Pull out every line below that holds the word "handles".

Saved entries:
=== Section Start ===

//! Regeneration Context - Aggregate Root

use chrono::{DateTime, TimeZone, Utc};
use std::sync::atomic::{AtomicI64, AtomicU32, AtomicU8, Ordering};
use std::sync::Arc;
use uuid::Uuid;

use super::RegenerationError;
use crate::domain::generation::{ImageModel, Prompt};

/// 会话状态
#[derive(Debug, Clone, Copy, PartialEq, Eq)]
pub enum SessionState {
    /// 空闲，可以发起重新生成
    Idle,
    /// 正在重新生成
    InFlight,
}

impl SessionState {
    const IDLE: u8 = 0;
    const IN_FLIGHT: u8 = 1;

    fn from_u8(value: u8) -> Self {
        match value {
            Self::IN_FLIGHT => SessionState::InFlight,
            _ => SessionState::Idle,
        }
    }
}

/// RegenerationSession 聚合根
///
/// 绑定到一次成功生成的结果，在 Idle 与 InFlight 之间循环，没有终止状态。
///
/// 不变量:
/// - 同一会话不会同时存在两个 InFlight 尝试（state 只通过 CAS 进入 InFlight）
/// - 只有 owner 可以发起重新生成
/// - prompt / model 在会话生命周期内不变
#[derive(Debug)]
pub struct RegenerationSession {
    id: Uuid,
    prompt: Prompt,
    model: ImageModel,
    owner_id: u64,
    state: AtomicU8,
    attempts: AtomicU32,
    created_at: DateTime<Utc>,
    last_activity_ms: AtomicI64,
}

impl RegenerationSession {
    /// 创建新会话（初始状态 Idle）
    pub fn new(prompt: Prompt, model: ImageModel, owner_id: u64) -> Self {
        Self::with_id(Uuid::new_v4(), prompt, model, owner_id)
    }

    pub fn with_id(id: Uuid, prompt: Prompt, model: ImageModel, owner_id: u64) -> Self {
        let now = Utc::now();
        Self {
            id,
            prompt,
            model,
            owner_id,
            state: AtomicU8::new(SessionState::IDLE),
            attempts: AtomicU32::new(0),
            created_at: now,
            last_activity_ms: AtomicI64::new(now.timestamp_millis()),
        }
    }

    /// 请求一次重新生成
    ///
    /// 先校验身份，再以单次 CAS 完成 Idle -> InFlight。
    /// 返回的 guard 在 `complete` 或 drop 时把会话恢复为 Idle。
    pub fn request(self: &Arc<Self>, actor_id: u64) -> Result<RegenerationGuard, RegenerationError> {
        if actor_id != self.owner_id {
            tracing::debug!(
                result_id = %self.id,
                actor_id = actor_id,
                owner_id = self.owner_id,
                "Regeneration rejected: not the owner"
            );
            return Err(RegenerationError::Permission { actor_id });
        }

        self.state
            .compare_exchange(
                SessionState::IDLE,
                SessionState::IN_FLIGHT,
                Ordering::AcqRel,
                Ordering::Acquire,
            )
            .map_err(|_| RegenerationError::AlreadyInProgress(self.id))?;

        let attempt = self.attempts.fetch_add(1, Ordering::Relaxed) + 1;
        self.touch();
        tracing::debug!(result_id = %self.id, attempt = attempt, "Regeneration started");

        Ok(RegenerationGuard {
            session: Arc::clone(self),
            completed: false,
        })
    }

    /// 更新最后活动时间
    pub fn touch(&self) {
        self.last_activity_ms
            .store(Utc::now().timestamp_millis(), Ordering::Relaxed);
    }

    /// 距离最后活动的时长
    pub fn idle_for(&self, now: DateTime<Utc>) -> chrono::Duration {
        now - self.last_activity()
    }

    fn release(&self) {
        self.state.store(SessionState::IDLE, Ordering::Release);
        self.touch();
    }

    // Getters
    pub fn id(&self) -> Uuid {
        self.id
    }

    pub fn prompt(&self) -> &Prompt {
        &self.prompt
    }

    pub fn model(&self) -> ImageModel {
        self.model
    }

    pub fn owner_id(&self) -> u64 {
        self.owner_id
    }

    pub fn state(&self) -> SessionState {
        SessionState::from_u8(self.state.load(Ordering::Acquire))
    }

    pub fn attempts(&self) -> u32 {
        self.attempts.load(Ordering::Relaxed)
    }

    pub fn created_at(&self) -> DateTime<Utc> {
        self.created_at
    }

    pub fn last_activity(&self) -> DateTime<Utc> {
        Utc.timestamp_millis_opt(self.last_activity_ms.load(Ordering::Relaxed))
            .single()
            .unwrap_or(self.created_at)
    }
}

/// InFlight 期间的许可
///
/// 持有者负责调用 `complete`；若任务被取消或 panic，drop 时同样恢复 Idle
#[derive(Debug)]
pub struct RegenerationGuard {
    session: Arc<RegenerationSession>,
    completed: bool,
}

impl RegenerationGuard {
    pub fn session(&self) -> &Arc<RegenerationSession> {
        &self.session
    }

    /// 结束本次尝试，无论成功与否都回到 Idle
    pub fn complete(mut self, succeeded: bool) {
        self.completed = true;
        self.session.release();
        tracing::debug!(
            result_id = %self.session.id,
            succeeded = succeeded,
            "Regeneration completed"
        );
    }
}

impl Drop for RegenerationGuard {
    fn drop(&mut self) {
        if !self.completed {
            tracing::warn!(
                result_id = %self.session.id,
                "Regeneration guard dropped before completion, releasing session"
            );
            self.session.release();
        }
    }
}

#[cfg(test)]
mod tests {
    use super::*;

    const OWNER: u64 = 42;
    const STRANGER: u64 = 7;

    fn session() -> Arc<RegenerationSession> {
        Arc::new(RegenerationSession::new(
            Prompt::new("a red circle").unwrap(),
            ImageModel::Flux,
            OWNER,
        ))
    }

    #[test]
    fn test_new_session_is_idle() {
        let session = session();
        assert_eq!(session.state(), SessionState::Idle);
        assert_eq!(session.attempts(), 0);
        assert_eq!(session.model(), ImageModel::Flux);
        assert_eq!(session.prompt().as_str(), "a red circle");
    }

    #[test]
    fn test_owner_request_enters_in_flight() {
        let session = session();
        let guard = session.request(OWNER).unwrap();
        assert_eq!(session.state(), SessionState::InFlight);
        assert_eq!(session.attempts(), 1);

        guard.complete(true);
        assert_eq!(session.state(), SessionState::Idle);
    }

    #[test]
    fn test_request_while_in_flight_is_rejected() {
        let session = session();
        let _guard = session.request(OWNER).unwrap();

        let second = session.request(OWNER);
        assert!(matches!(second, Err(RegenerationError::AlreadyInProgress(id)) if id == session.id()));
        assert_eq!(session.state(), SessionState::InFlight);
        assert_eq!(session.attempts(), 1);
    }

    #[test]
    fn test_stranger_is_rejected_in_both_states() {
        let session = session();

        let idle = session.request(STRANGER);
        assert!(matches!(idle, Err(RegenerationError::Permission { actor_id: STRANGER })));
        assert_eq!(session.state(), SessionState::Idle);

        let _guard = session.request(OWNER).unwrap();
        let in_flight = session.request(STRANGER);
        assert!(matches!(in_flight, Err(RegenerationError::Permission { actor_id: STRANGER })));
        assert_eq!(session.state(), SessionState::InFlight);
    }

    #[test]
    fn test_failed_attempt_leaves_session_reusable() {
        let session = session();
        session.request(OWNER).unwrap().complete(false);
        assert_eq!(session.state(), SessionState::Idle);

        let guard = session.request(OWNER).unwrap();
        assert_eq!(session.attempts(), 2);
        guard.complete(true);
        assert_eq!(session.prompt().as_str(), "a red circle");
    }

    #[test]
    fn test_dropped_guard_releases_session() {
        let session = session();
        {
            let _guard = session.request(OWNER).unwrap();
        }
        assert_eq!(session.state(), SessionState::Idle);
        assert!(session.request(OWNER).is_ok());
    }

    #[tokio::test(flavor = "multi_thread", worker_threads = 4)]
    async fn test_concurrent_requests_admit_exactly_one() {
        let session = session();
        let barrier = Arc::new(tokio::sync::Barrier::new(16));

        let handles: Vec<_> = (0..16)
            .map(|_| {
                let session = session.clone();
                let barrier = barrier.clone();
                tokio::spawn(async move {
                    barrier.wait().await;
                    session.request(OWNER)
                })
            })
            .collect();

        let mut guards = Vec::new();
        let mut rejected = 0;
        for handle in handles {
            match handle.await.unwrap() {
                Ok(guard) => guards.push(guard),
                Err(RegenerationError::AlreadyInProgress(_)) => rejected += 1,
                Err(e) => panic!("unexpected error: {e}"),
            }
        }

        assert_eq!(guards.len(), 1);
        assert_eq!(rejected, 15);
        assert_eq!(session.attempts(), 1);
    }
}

=== Section End ===

- _ANSWER TO THE EXERCISE_:
        let handles: Vec<_> = (0..16)
        for handle in handles {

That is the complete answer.